1. I was promised 6 months of intensive mentorship and training. It turned out to be 2 months working with a nurse practitioner who basically had me do her busy work "H n Ps" and taught me how to use the EMR. I had to really push for the physician that hired me to give me any time of day. Then at the start of month three I was transferred to the second facility to start night shift on my own with no physician there (as a new grad)…however they claimed to always be available by phone.

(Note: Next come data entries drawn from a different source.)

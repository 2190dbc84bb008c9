//! Path resolution helpers for the runner module.
//!
//! Centralises directory handling so the main runner module stays focused on
//! command dispatch.

use crate::cli::Cli;
use anyhow::{Context, Result};
use camino::Utf8PathBuf;
use std::borrow::Cow;
use std::path::Path;

use super::RunnerError;

/// Resolve a path relative to the CLI working directory.
///
/// The `-C/--directory` option behaves like a working directory change for
/// any filesystem paths supplied on the command line. When `path` is relative
/// and a directory has been configured, the returned path is
/// `directory/path`.
#[must_use]
pub(super) fn resolve_cli_path<'a>(cli: &Cli, path: &'a Path) -> Cow<'a, Path> {
    if path.is_relative() {
        cli.directory
            .as_ref()
            .map_or_else(|| Cow::Borrowed(path), |dir| Cow::Owned(dir.join(path)))
    } else {
        Cow::Borrowed(path)
    }
}

/// Canonicalise an existing directory into an absolute UTF-8 path.
///
/// # Errors
///
/// Fails if the directory does not exist or its path is not UTF-8.
pub(super) fn absolute_dir(path: &Path) -> Result<Utf8PathBuf> {
    let resolved = std::fs::canonicalize(path)
        .with_context(|| format!("resolving directory {}", path.display()))?;
    Utf8PathBuf::from_path_buf(resolved)
        .map_err(|bad| RunnerError::NonUtf8Path { path: bad }.into())
}
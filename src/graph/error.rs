//! Errors raised while assembling a build graph.

// miette/thiserror derive expansion trips `unused_assignments` on some
// toolchains; `expect` would fail where the lint does not fire.
// FIXME(rust-lang/rust#130021): remove once upstream is fixed.
#![allow(
    clippy::allow_attributes,
    clippy::allow_attributes_without_reason,
    unused_assignments
)]

use crate::path::PathError;
use miette::Diagnostic;
use thiserror::Error;

/// Errors raised by [`super::BuildGraph`] operations.
#[derive(Debug, Error, Diagnostic, PartialEq, Eq)]
pub enum GraphError {
    /// Two edges (or one edge twice) claim the same output.
    #[error("'{output}' is already produced by another build step")]
    #[diagnostic(
        code(gantry::graph::duplicate_output),
        help("each file may be created by exactly one build step")
    )]
    DuplicateOutput {
        /// Display form of the clashing output.
        output: String,
    },
    /// An edge was registered without any outputs.
    #[error("build step has no outputs")]
    #[diagnostic(code(gantry::graph::no_outputs))]
    NoOutputs,
    /// A link or archive step has nothing to link.
    #[error("'{output}' has no input files")]
    #[diagnostic(code(gantry::graph::missing_inputs))]
    MissingInputs {
        /// Display form of the step's primary output.
        output: String,
    },
    /// Options were supplied that the step kind cannot honour.
    #[error("'{output}': {reason}")]
    #[diagnostic(code(gantry::graph::incompatible_options))]
    IncompatibleOptions {
        /// Display form of the step's primary output.
        output: String,
        /// Why the options are rejected.
        reason: String,
    },
    /// A node or driver identifier does not belong to this graph.
    #[error("unknown node #{0}")]
    #[diagnostic(code(gantry::graph::unknown_node))]
    UnknownNode(usize),
    /// A node of the wrong kind was supplied.
    #[error("'{node}' must be {expected}")]
    #[diagnostic(code(gantry::graph::wrong_node_kind))]
    WrongNodeKind {
        /// Display form of the node.
        node: String,
        /// Description of the required kind.
        expected: &'static str,
    },
    /// A test was declared in a way the test runner cannot express.
    #[error("invalid test: {0}")]
    #[diagnostic(code(gantry::graph::invalid_test))]
    InvalidTest(String),
    /// A path could not be constructed.
    #[error(transparent)]
    #[diagnostic(code(gantry::graph::path))]
    Path(#[from] PathError),
}
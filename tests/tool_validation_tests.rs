//! Runs of generated files with the real build tools.
//!
//! The sample project is generated into a temporary build directory next to
//! real source files, then handed to `make` or `ninja`: first as a dry run,
//! then as a real build whose program is executed. Each test is skipped when
//! a tool it needs is not installed.

mod common;

use anyhow::{Context, Result, ensure};
use common::{contents, environment, graph_from_data};
use gantry::backend::{self, Backend};
use rstest::rstest;
use std::fs;
use std::path::{Path, PathBuf};
use std::process::Command;
use tempfile::{TempDir, tempdir};

const SOURCES: [(&str, &str); 5] = [
    (
        "src/main.c",
        "#include <stdio.h>\n#include \"hello.h\"\n\
         int main(void) { puts(GREETING); return greet(); }\n",
    ),
    ("src/util.c", "int greet(void) { return 0; }\n"),
    ("include/hello.h", "int greet(void);\n"),
    ("tests/run.sh", "#!/bin/sh\nexit 0\n"),
    ("build.gantry.json", ""),
];

fn tool_available(program: &str) -> bool {
    Command::new(program)
        .arg("--version")
        .output()
        .is_ok_and(|out| out.status.success())
}

fn utf8(path: &Path) -> Result<&str> {
    path.to_str().context("temporary path is not UTF-8")
}

/// Lay out a source tree and generate `backend`'s file into its build
/// directory, returning the tree and the build directory.
fn generated_tree(backend: Backend, file: &str) -> Result<(TempDir, PathBuf)> {
    let root = tempdir().context("create temp dir")?;
    let srcdir = root.path().join("src");
    let builddir = root.path().join("build");
    let description = fs::read_to_string(
        Path::new(env!("CARGO_MANIFEST_DIR")).join("tests/data/hello.json"),
    )
    .context("read sample description")?;
    for (name, text) in SOURCES {
        let path = srcdir.join(name);
        if let Some(parent) = path.parent() {
            fs::create_dir_all(parent).with_context(|| format!("create {}", parent.display()))?;
        }
        let body = if text.is_empty() { description.as_str() } else { text };
        fs::write(&path, body).with_context(|| format!("write {}", path.display()))?;
    }
    fs::create_dir_all(&builddir).context("create build directory")?;

    let graph = graph_from_data("hello.json")?;
    let env = environment(utf8(&srcdir)?, utf8(&builddir)?);
    let files = backend::generate(backend, &graph, &env)?;
    let target = builddir.join(file);
    fs::write(&target, contents(&files, file)?)
        .with_context(|| format!("write {}", target.display()))?;
    Ok((root, builddir))
}

fn run_tool(program: &str, args: &[&str], dir: &Path) -> Result<String> {
    let out = Command::new(program)
        .args(args)
        .current_dir(dir)
        .output()
        .with_context(|| format!("spawn {program}"))?;
    ensure!(
        out.status.success(),
        "{program} failed: {}",
        String::from_utf8_lossy(&out.stderr)
    );
    String::from_utf8(out.stdout).context("stdout is not UTF-8")
}

#[rstest]
fn make_accepts_generated_makefile() -> Result<()> {
    if !tool_available("make") {
        eprintln!("skipping test: make must be installed for integration tests");
        return Ok(());
    }
    let (_root, builddir) = generated_tree(Backend::Make, "Makefile")?;
    let plan = run_tool("make", &["-n", "all"], &builddir)?;
    ensure!(plan.contains("obj/main.o"), "unexpected plan:\n{plan}");
    ensure!(plan.contains("-o 'hello'") || plan.contains("-o hello"), "{plan}");
    Ok(())
}

#[rstest]
fn ninja_accepts_generated_file() -> Result<()> {
    if !tool_available("ninja") {
        eprintln!("skipping test: ninja must be installed for integration tests");
        return Ok(());
    }
    let (_root, builddir) = generated_tree(Backend::Ninja, "build.ninja")?;
    let targets = run_tool("ninja", &["-t", "targets", "all"], &builddir)?;
    ensure!(targets.contains("hello: cc_link"), "unexpected targets:\n{targets}");
    let plan = run_tool("ninja", &["-n", "all"], &builddir)?;
    ensure!(plan.contains("hello"), "unexpected plan:\n{plan}");
    Ok(())
}

/// Names the first of `programs` that is not installed.
fn missing_tool<'a>(programs: &[&'a str]) -> Option<&'a str> {
    programs.iter().copied().find(|program| !tool_available(program))
}

#[rstest]
#[case(Backend::Make, "Makefile", "make")]
#[case(Backend::Ninja, "build.ninja", "ninja")]
fn generated_build_produces_working_program(
    #[case] backend: Backend,
    #[case] file: &str,
    #[case] program: &str,
) -> Result<()> {
    if let Some(missing) = missing_tool(&[program, "cc", "ar"]) {
        eprintln!("skipping test: {missing} must be installed for integration tests");
        return Ok(());
    }
    let (_root, builddir) = generated_tree(backend, file)?;
    run_tool(program, &["all"], &builddir)?;

    let out = Command::new(builddir.join("hello"))
        .output()
        .context("run built program")?;
    ensure!(
        out.status.success(),
        "hello failed: {}",
        String::from_utf8_lossy(&out.stderr)
    );
    let stdout = String::from_utf8(out.stdout).context("stdout is not UTF-8")?;
    ensure!(stdout == "hi there\n", "unexpected output: {stdout:?}");
    Ok(())
}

2. When i went to nights I learned that I would also be taking call from from another hospital, albeit a smaller facility and taking cross coverage floor calls from that facility. Which i was not informed about prior to my starting this position. So I take admissions and cross coverage floor calls overnight from two hospitals in a major city alone as a new grad PA..sometimes the back up physician "who is paid $1500 a night to be back up responds and sometimes he doesn't. From the two hospitals combined I get anywhere from 16-35 admits a night plus the floor calls from about 10 hospitalists from my group that work in these two facilities. which is around 40-60 calls in addition to the admissions. I'm also expected to see as many new admits as I can overnight so that the docs in the morning have less work to do when getting new patients that were admitted overnight.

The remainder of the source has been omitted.